Earlier, we showed how enable_if can be used wrongly when the
conditions used to enable a set of overloads are not mutually exclusive.
However, if we adapt the example to use C++20 concepts, we’ll see that it just works, even though the constraints overlap:
template <typename T>
requires std::integral<T> || std::floating_point<T>
auto square(T x) {
return x * x;
}
template <typename T>
requires std::integral<T>
auto square(T x) {
return x * x;
}
// later...
square(10); // this calls 2nd defn
square(1.0); // this calls 1st defn$ make -B subsumption.target
clang++ -g -stdlib=libc++ -std=c++20 -Wpedantic -Wall -Wextra -Wconversion -Wno-unused-variable -Wno-unused-but-set-variable -c -o subsumption.o subsumption.cpp
clang++ -g -stdlib=libc++ -std=c++20 -Wpedantic -Wall -Wextra -Wconversion -Wno-unused-variable -Wno-unused-but-set-variable subsumption.o -o subsumption.out
So that illustrates one of the major motivations behind concepts.
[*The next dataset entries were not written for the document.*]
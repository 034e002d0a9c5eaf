pub mod load;
pub mod store;

use crate::error::RowgateError;
use crate::lattice::{Perm, PermBit, PermissionSet};
use crate::provider::{MatchInput, MatchPredicate, PredicateError};
use crate::session::Role;
use once_cell::sync::Lazy;
use std::fmt;
use std::sync::Arc;

/// One compiled access rule: a match predicate over `{user, record?}`, the
/// source formula it came from, and the permission delta it contributes.
/// A rule without a predicate always matches (authored with an empty formula,
/// it acts as the trailing default of its rule set).
#[derive(Clone)]
pub struct Rule {
    pub predicate: Option<Arc<dyn MatchPredicate>>,
    pub source: String,
    pub permissions: PermissionSet,
}

impl fmt::Debug for Rule {
    fn fmt(&self, f: &mut fmt::Formatter<'_>) -> fmt::Result {
        f.debug_struct("Rule")
            .field("source", &self.source)
            .field("permissions", &self.permissions)
            .field("always_matches", &self.predicate.is_none())
            .finish()
    }
}

#[derive(Debug, Clone, PartialEq, Eq, Hash)]
pub enum RuleScope {
    Doc,
    Table(String),
    Columns(String, Vec<String>),
}

impl RuleScope {
    pub fn table_id(&self) -> Option<&str> {
        match self {
            RuleScope::Doc => None,
            RuleScope::Table(t) | RuleScope::Columns(t, _) => Some(t),
        }
    }

    pub fn describe(&self) -> String {
        match self {
            RuleScope::Doc => "*:*".to_string(),
            RuleScope::Table(t) => format!("{t}:*"),
            RuleScope::Columns(t, cols) => format!("{t}:{}", cols.join(",")),
        }
    }
}

/// An ordered body of rules under one scope, plus the default permissions
/// merged after the body.
#[derive(Debug, Clone)]
pub struct RuleSet {
    /// Store-assigned identity; the evaluator memo is keyed on it.
    pub id: u32,
    pub scope: RuleScope,
    pub body: Vec<Rule>,
    pub default: PermissionSet,
}

/// Parses permission text: `all`, `none`, or `+`/`-` segments over the
/// letters CRUDS (create, read, update, delete, schemaEdit).
pub fn parse_permissions(text: &str) -> Result<PermissionSet, RowgateError> {
    let text = text.trim();
    if text == "all" {
        return Ok(PermissionSet::uniform(Perm::Allow));
    }
    if text == "none" {
        return Ok(PermissionSet::uniform(Perm::Deny));
    }
    let mut out = PermissionSet::empty();
    let mut mode: Option<Perm> = None;
    for ch in text.chars() {
        match ch {
            '+' => mode = Some(Perm::Allow),
            '-' => mode = Some(Perm::Deny),
            letter => {
                let bit = match letter {
                    'C' => PermBit::Create,
                    'R' => PermBit::Read,
                    'U' => PermBit::Update,
                    'D' => PermBit::Delete,
                    'S' => PermBit::SchemaEdit,
                    other => {
                        return Err(RowgateError::InvalidConfig(format!(
                            "unknown permission letter '{other}' in '{text}'"
                        )));
                    }
                };
                let Some(mode) = mode else {
                    return Err(RowgateError::InvalidConfig(format!(
                        "permission letter before +/- in '{text}'"
                    )));
                };
                out.set(bit, mode);
            }
        }
    }
    Ok(out)
}

struct RoleMatch {
    roles: &'static [Role],
}

impl MatchPredicate for RoleMatch {
    fn matches(&self, input: &MatchInput<'_>) -> Result<bool, PredicateError> {
        Ok(self.roles.contains(&input.user.access))
    }
}

/// Synthetic rules appended after user rules in the document-default rule
/// set: owners and editors hold every permission, viewers read only. User
/// rules precede these and therefore override them.
pub(crate) static BUILTIN_DEFAULT_RULES: Lazy<Vec<Rule>> = Lazy::new(|| {
    let full_access: Arc<dyn MatchPredicate> = Arc::new(RoleMatch {
        roles: &[Role::Owners, Role::Editors],
    });
    let view_access: Arc<dyn MatchPredicate> = Arc::new(RoleMatch {
        roles: &[Role::Viewers],
    });
    let mut read_only = PermissionSet::uniform(Perm::Deny);
    read_only.set(PermBit::Read, Perm::Allow);
    vec![
        Rule {
            predicate: Some(full_access),
            source: "user.Access in ['owners', 'editors']".to_string(),
            permissions: PermissionSet::uniform(Perm::Allow),
        },
        Rule {
            predicate: Some(view_access),
            source: "user.Access in ['viewers']".to_string(),
            permissions: read_only,
        },
    ]
});


pub use self::store::{RuleStore, RuleStoreBuilder};
use crate::lattice::{
    MixedPermissionSet, PermissionSet, TablePermissionSet, TableRead, Verdict, fold_doc, fold_table,
};
use crate::provider::{MatchInput, PredicateError};
use crate::rules::{RuleSet, RuleStore};
use crate::table::RecordView;
use crate::user::UserInfo;
use parking_lot::Mutex;
use std::collections::HashMap;
use std::sync::Arc;
use tracing::warn;

/// Per-session permission evaluator.
///
/// Record-less verdicts are memoized per rule-set chain; the memo key is the
/// id of the most specific rule set in the chain, which fully determines the
/// fallback layering. Record-bound evaluation bypasses the memo entirely
/// (the record would permeate every key) and is kept short-lived by callers.
pub struct PermissionInfo {
    rules: Arc<RuleStore>,
    user: UserInfo,
    memo: Mutex<HashMap<u32, MixedPermissionSet>>,
    log_rule_errors: bool,
}

impl PermissionInfo {
    pub fn new(rules: Arc<RuleStore>, user: UserInfo, log_rule_errors: bool) -> Self {
        Self {
            rules,
            user,
            memo: Mutex::new(HashMap::new()),
            log_rule_errors,
        }
    }

    pub fn user(&self) -> &UserInfo {
        &self.user
    }

    pub fn rules(&self) -> &RuleStore {
        &self.rules
    }

    /// Runs one rule set body in order, first match dominating via the merge
    /// operator. A predicate that needs a missing row contributes its delta
    /// weakened to the row-dependent flags; any other predicate failure is a
    /// non-match. The set's default merges last.
    fn eval_rule_set(&self, rule_set: &RuleSet, rec: Option<&RecordView<'_>>) -> PermissionSet {
        let mut acc = PermissionSet::empty();
        for rule in &rule_set.body {
            let matched = match &rule.predicate {
                None => Ok(true),
                Some(predicate) => predicate.matches(&MatchInput {
                    user: &self.user,
                    rec,
                }),
            };
            match matched {
                Ok(true) => acc = acc.merge(rule.permissions),
                Ok(false) => {}
                Err(PredicateError::NeedsRow) => acc = acc.merge(rule.permissions.weaken()),
                Err(PredicateError::Failed(message)) => {
                    if self.log_rule_errors {
                        warn!(
                            formula = rule.source.as_str(),
                            scope = rule_set.scope.describe().as_str(),
                            error = message.as_str(),
                            "rule predicate failed; treated as non-match"
                        );
                    }
                }
            }
        }
        acc.merge(rule_set.default)
    }

    fn eval_chain(
        &self,
        chain: &[&Arc<RuleSet>],
        rec: Option<&RecordView<'_>>,
    ) -> MixedPermissionSet {
        let memo_key = match (rec, chain.first()) {
            (None, Some(leaf)) => {
                if let Some(hit) = self.memo.lock().get(&leaf.id) {
                    return *hit;
                }
                Some(leaf.id)
            }
            _ => None,
        };
        let mut acc = PermissionSet::empty();
        for rule_set in chain {
            acc = acc.merge(self.eval_rule_set(rule_set, rec));
        }
        let mixed = acc.to_mixed();
        if let Some(key) = memo_key {
            self.memo.lock().insert(key, mixed);
        }
        mixed
    }

    fn column_chain<'s>(&'s self, table_id: &str, col_id: &str) -> Vec<&'s Arc<RuleSet>> {
        let mut chain = Vec::with_capacity(3);
        if let Some(rule_set) = self.rules.column_rule_set(table_id, col_id) {
            chain.push(rule_set);
        }
        self.push_defaults(table_id, &mut chain);
        chain
    }

    fn push_defaults<'s>(&'s self, table_id: &str, chain: &mut Vec<&'s Arc<RuleSet>>) {
        if let Some(rule_set) = self.rules.table_default_rule_set(table_id) {
            chain.push(rule_set);
        }
        chain.push(self.rules.doc_default_rule_set());
    }

    pub fn column_access(&self, table_id: &str, col_id: &str) -> MixedPermissionSet {
        self.eval_chain(&self.column_chain(table_id, col_id), None)
    }

    pub fn column_access_with(
        &self,
        table_id: &str,
        col_id: &str,
        rec: &RecordView<'_>,
    ) -> MixedPermissionSet {
        self.eval_chain(&self.column_chain(table_id, col_id), Some(rec))
    }

    fn table_verdicts(
        &self,
        table_id: &str,
        rec: Option<&RecordView<'_>>,
    ) -> Vec<MixedPermissionSet> {
        let mut default_chain = Vec::with_capacity(2);
        self.push_defaults(table_id, &mut default_chain);
        let mut verdicts = vec![self.eval_chain(&default_chain, rec)];
        for rule_set in self.rules.all_column_rule_sets(table_id) {
            let mut chain = Vec::with_capacity(3);
            chain.push(rule_set);
            self.push_defaults(table_id, &mut chain);
            verdicts.push(self.eval_chain(&chain, rec));
        }
        verdicts
    }

    pub fn table_access(&self, table_id: &str) -> TablePermissionSet {
        fold_table(&self.table_verdicts(table_id, None))
    }

    pub fn table_access_with(&self, table_id: &str, rec: &RecordView<'_>) -> TablePermissionSet {
        fold_table(&self.table_verdicts(table_id, Some(rec)))
    }

    /// Whether the given row projection is readable at all.
    pub fn row_forbidden(&self, table_id: &str, rec: &RecordView<'_>) -> bool {
        self.table_access_with(table_id, rec).read == TableRead::Deny
    }

    pub fn doc_access(&self) -> MixedPermissionSet {
        let mut doc_chain = Vec::with_capacity(1);
        doc_chain.push(self.rules.doc_default_rule_set());
        let doc_default = self.eval_chain(&doc_chain, None);
        let tables: Vec<TablePermissionSet> = self
            .rules
            .all_table_ids()
            .into_iter()
            .map(|table_id| self.table_access(table_id))
            .collect();
        fold_doc(doc_default, &tables)
    }

    pub fn can_read_everything(&self) -> bool {
        self.doc_access().read() == Verdict::Allow
    }

    pub fn has_full_access(&self) -> bool {
        self.doc_access().is_uniformly(Verdict::Allow)
    }
}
On top
of making it syntactically much easier to customise behaviour, (requires
is much nicer than std::enable_if), it also makes many other
corner cases Just Work.
In the rest of this section, we’ll cover both the language and library aspects of C++ concepts.
Let’s start with a simple example and breakdown.
// Using the `concept` keyword,
// we can declare a new concept
template <size_t I>
concept IsOdd = I % 2 == 1;
// Concepts are *very similar*
// to compile time booleans
template <size_t I>
constexpr bool IsOddBoolean //
= I % 2 == 1;
// But we'll see later that
// there are some differences
// We can now add requires clauses
// to declarations and definitions
// to constrain them// Here, we constrain one definition
// to only become active when the I
// template parameter is odd
template <size_t I>
requires(IsOdd<I>) //
bool is_odd_comptime() {
return true;
}
// And here, we constrain the other
// to only become active when the I
// template parameter is even
template <size_t I>
requires(!IsOdd<I>) //
bool is_odd_comptime() {
return false;
}Overall, it’s just a better SFINAE.
Instead of templating over a
typename T and
then constraining it with a concept, we can alternatively just write
constraint T, like so:
template <typename T>
requires std::integral<T>
void f(T x) {
++x;
}
// Alternatively:
template <std::integral T>
void f(T x) {
++x;
}template <typename T>
requires std::convertible_to<T, int>
void f(T x) {
x + 1;
}
// Alternatively:
// T is prepended at the front of
// the list of template arguments
template <std::convertible_to<int> T>
void f(T x) {
x + 1;
}
Note the way that we left out the angle brackets for
std::integral, and the way that
std::convertible_to<int> is missing a template
argument. The template parameter being constrained is effectively
prepended to the list of template arguments and then the resulting
expression is used as the constraint.
requires expressions
Reference: Requires expression
Using type_traits to make new concepts is possible but very
annoying most of the time, especially when we usually just want to check
for basic things like whether expressions are well formed.
Using
requires
expressions, it’s much easier to create new concepts. They look like this:
requires (<similar to function parameters>) {
// ... requirements go here ...
}and we can then put a variety of stuff inside.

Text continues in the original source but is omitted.